Problem description:
Copy each line from the records below in which the word "ObserveError" is found.

(Stored data entries)
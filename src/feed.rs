//! The per-feature pipeline: identify → de-duplicate → decompose → emit.
//!
//! Both the background pollers and the observer's one-shot queries push
//! their results through the feature's [`Feed`], which is what makes a
//! manually fetched entity invisible to the poller and vice versa.

use std::sync::{Arc, Mutex, MutexGuard, PoisonError};

use crate::cache::DedupCache;
use crate::config::Feature;
use crate::decompose::{Decompose, Decomposed};
use crate::error::ObserveError;
use crate::identity::{Entity, IdentityResolver};
use crate::query::Fetched;
use crate::sink::EventSink;

/// Outcome of pushing one fetch result through a [`Feed`].
#[derive(Debug, Clone, Copy, Default, PartialEq, Eq)]
pub struct IngestReport {
    /// Entities seen for the first time (primary events emitted).
    pub emitted: usize,
    /// Entities dropped as already seen.
    pub skipped: usize,
    /// Events, primary or sub, the sink rejected.
    pub failed: usize,
}

/// Entities of one fetch result that passed de-duplication, not yet
/// delivered.
///
/// Their keys are already recorded, so dropping a `Decision` instead of
/// passing it to [`Feed::emit`] loses those entities for good.
#[derive(Debug, Default)]
pub struct Decision {
    fresh: Vec<Decomposed>,
    skipped: usize,
}

impl Decision {
    /// Entities to emit.
    pub fn fresh(&self) -> usize {
        self.fresh.len()
    }

    /// Entities dropped as already seen.
    pub fn skipped(&self) -> usize {
        self.skipped
    }
}

pub struct Feed {
    feature: Feature,
    cache: DedupCache,
    resolver: IdentityResolver,
    sink: Arc<dyn EventSink>,
    /// Held while one entity's events are delivered, so that pollers of the
    /// same feature never interleave their sub-events.
    delivery: Mutex<()>,
}

impl Feed {
    pub fn new(
        feature: Feature,
        cache: DedupCache,
        resolver: IdentityResolver,
        sink: Arc<dyn EventSink>,
    ) -> Self {
        Self {
            feature,
            cache,
            resolver,
            sink,
            delivery: Mutex::new(()),
        }
    }

    pub fn feature(&self) -> Feature {
        self.feature
    }

    pub fn cache(&self) -> &DedupCache {
        &self.cache
    }

    pub fn sink(&self) -> &dyn EventSink {
        self.sink.as_ref()
    }

    /// Push a fetch result through the pipeline, in response order.
    pub fn ingest(&self, fetched: &Fetched) -> IngestReport {
        self.emit(self.decide(fetched))
    }

    pub fn ingest_all<E>(&self, entities: &[E]) -> IngestReport
    where
        E: Entity + Decompose + Clone,
    {
        self.emit(self.decide_all(entities))
    }

    pub fn ingest_one<E>(&self, entity: &E) -> IngestReport
    where
        E: Entity + Decompose + Clone,
    {
        self.ingest_all(std::slice::from_ref(entity))
    }

    /// Record the keys of a fetch result and keep the entities that were new.
    pub fn decide(&self, fetched: &Fetched) -> Decision {
        match fetched {
            Fetched::Departures(deps) => self.decide_all(deps),
            Fetched::Arrivals(arrs) => self.decide_all(arrs),
            Fetched::Journeys(journeys) => self.decide_all(journeys),
            Fetched::Journey(journey) => self.decide_all(std::slice::from_ref(journey)),
            Fetched::Trip(trip) => self.decide_all(std::slice::from_ref(trip)),
            Fetched::Movements(movements) => self.decide_all(movements),
        }
    }

    /// The key is recorded here, before anything is delivered, so a failing
    /// sink never causes the entity to be emitted again on the next poll.
    pub fn decide_all<E>(&self, entities: &[E]) -> Decision
    where
        E: Entity + Decompose + Clone,
    {
        let mut decision = Decision::default();
        for entity in entities {
            let key = self.resolver.key_of(entity);
            if self.cache.insert_if_absent(E::KIND, &key) {
                decision.fresh.push(entity.clone().decompose());
            } else {
                tracing::trace!(feature = %self.feature, kind = %E::KIND, %key, "already seen");
                decision.skipped += 1;
            }
        }
        decision
    }

    /// Deliver every entity of `decision`, each directly followed by its
    /// parts.
    pub fn emit(&self, decision: Decision) -> IngestReport {
        let mut report = IngestReport {
            emitted: decision.fresh.len(),
            skipped: decision.skipped,
            failed: 0,
        };
        for decomposed in decision.fresh {
            let _delivery = self.lock_delivery();
            for event in decomposed.into_events() {
                let name = event.name();
                if let Err(source) = self.sink.emit(event) {
                    report.failed += 1;
                    self.sink.report(ObserveError::Sink { event: name, source });
                }
            }
        }
        report
    }

    fn lock_delivery(&self) -> MutexGuard<'_, ()> {
        self.delivery.lock().unwrap_or_else(PoisonError::into_inner)
    }
}

// ---------------------------------------------------------------------------
// Tests
// ---------------------------------------------------------------------------
//! Transit entities returned by a [`TransitSource`](super::TransitSource).
//!
//! These are plain data: the observer never mutates a received entity, it
//! only reads identity fields and re-shapes composites into sub-entities
//! (see [`crate::decompose`]).
//!
//! ## For contributors
//!
//! Field names serialise in camelCase (`tripId`, `nextStops`, ...) so that a
//! source backed by a JSON API can deserialise responses straight into these
//! types.  Identity fields are `Option`s on purpose: a malformed response
//! still flows through the pipeline and is keyed structurally instead.

use chrono::{DateTime, FixedOffset};
use serde::{Deserialize, Serialize};

/// A point in time as reported by the transit API, with its local offset.
pub type When = DateTime<FixedOffset>;

/// A WGS84 coordinate.
#[derive(Debug, Clone, Copy, PartialEq, Serialize, Deserialize)]
pub struct Location {
    pub latitude: f64,
    pub longitude: f64,
}

/// A station groups one or more stops (platforms, bus bays).
#[derive(Debug, Clone, PartialEq, Serialize, Deserialize)]
pub struct Station {
    pub id: String,
    pub name: String,
    #[serde(default)]
    pub location: Option<Location>,
}

/// A single stop, optionally embedding its parent station.
#[derive(Debug, Clone, PartialEq, Serialize, Deserialize)]
pub struct Stop {
    pub id: String,
    pub name: String,
    #[serde(default)]
    pub location: Option<Location>,
    #[serde(default, skip_serializing_if = "Option::is_none")]
    pub station: Option<Station>,
}

/// A transit line, e.g. the `S1` or bus `100`.
#[derive(Debug, Clone, PartialEq, Serialize, Deserialize)]
pub struct Line {
    pub id: String,
    pub name: String,
    /// Transport mode (`train`, `bus`, ...).
    #[serde(default)]
    pub mode: Option<String>,
    #[serde(default)]
    pub operator: Option<String>,
}

/// A vehicle leaving a stop, as listed on a departure board.
#[derive(Debug, Clone, PartialEq, Serialize, Deserialize)]
#[serde(rename_all = "camelCase")]
pub struct Departure {
    #[serde(default)]
    pub trip_id: Option<String>,
    #[serde(default)]
    pub stop: Option<Stop>,
    /// Realtime instant if known, otherwise the planned one.
    #[serde(default)]
    pub when: Option<When>,
    /// Delay in seconds; `None` when no realtime data is available.
    #[serde(default)]
    pub delay: Option<i32>,
    #[serde(default)]
    pub line: Option<Line>,
    #[serde(default)]
    pub direction: Option<String>,
}

/// A vehicle reaching a stop, as listed on an arrival board.
#[derive(Debug, Clone, PartialEq, Serialize, Deserialize)]
#[serde(rename_all = "camelCase")]
pub struct Arrival {
    #[serde(default)]
    pub trip_id: Option<String>,
    #[serde(default)]
    pub stop: Option<Stop>,
    #[serde(default)]
    pub when: Option<When>,
    #[serde(default)]
    pub delay: Option<i32>,
    #[serde(default)]
    pub line: Option<Line>,
    /// Where the vehicle came from.
    #[serde(default)]
    pub provenance: Option<String>,
}

/// One leg of a journey, ridden on a single vehicle (or walked).
#[derive(Debug, Clone, PartialEq, Serialize, Deserialize)]
#[serde(rename_all = "camelCase")]
pub struct Leg {
    /// Stop id the leg starts at.
    pub origin: String,
    /// Stop id the leg ends at.
    pub destination: String,
    #[serde(default)]
    pub departure: Option<When>,
    #[serde(default)]
    pub departure_delay: Option<i32>,
    #[serde(default)]
    pub arrival: Option<When>,
    #[serde(default)]
    pub arrival_delay: Option<i32>,
    #[serde(default)]
    pub line: Option<Line>,
    #[serde(default)]
    pub direction: Option<String>,
}

/// A route from A to B, made of one or more legs.
#[derive(Debug, Clone, PartialEq, Serialize, Deserialize)]
pub struct Journey {
    #[serde(default)]
    pub id: Option<String>,
    #[serde(default)]
    pub legs: Vec<Leg>,
}

/// A stop along a trip or a vehicle's upcoming path.
///
/// Stopovers inside a [`Trip`] describe the section between two stops
/// (`origin`/`destination`), while a [`Movement`]'s `next_stops` name the
/// single `stop` being served.  The back-references `trip_id` and `line` are
/// empty in source data and filled in when the stopover is emitted on its
/// own.
#[derive(Debug, Clone, Default, PartialEq, Serialize, Deserialize)]
#[serde(rename_all = "camelCase")]
pub struct Stopover {
    #[serde(default)]
    pub stop: Option<String>,
    #[serde(default)]
    pub origin: Option<String>,
    #[serde(default)]
    pub destination: Option<String>,
    #[serde(default)]
    pub departure: Option<When>,
    #[serde(default)]
    pub departure_delay: Option<i32>,
    #[serde(default)]
    pub arrival: Option<When>,
    #[serde(default)]
    pub arrival_delay: Option<i32>,
    #[serde(default, skip_serializing_if = "Option::is_none")]
    pub trip_id: Option<String>,
    #[serde(default, skip_serializing_if = "Option::is_none")]
    pub line: Option<Line>,
}

/// A single run of a vehicle along a line.
#[derive(Debug, Clone, PartialEq, Serialize, Deserialize)]
pub struct Trip {
    #[serde(default)]
    pub id: Option<String>,
    #[serde(default)]
    pub line: Option<Line>,
    #[serde(default)]
    pub direction: Option<String>,
    #[serde(default)]
    pub stopovers: Vec<Stopover>,
}

/// A live vehicle position as reported by the radar.
#[derive(Debug, Clone, PartialEq, Serialize, Deserialize)]
#[serde(rename_all = "camelCase")]
pub struct Movement {
    #[serde(default)]
    pub location: Option<Location>,
    #[serde(default)]
    pub line: Option<Line>,
    #[serde(default)]
    pub direction: Option<String>,
    /// Id of the trip the vehicle is running.
    #[serde(default)]
    pub trip: Option<String>,
    #[serde(default)]
    pub next_stops: Vec<Stopover>,
}

/// Area the radar is queried for, in degrees.
#[derive(Debug, Clone, Copy, PartialEq, Serialize, Deserialize)]
pub struct BoundingBox {
    pub north: f64,
    pub south: f64,
    pub west: f64,
    pub east: f64,
}

// ---------------------------------------------------------------------------
// Tests
// ---------------------------------------------------------------------------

Expected answer:
use crate::error::ObserveError;
                    self.sink.report(ObserveError::Sink { event: name, source });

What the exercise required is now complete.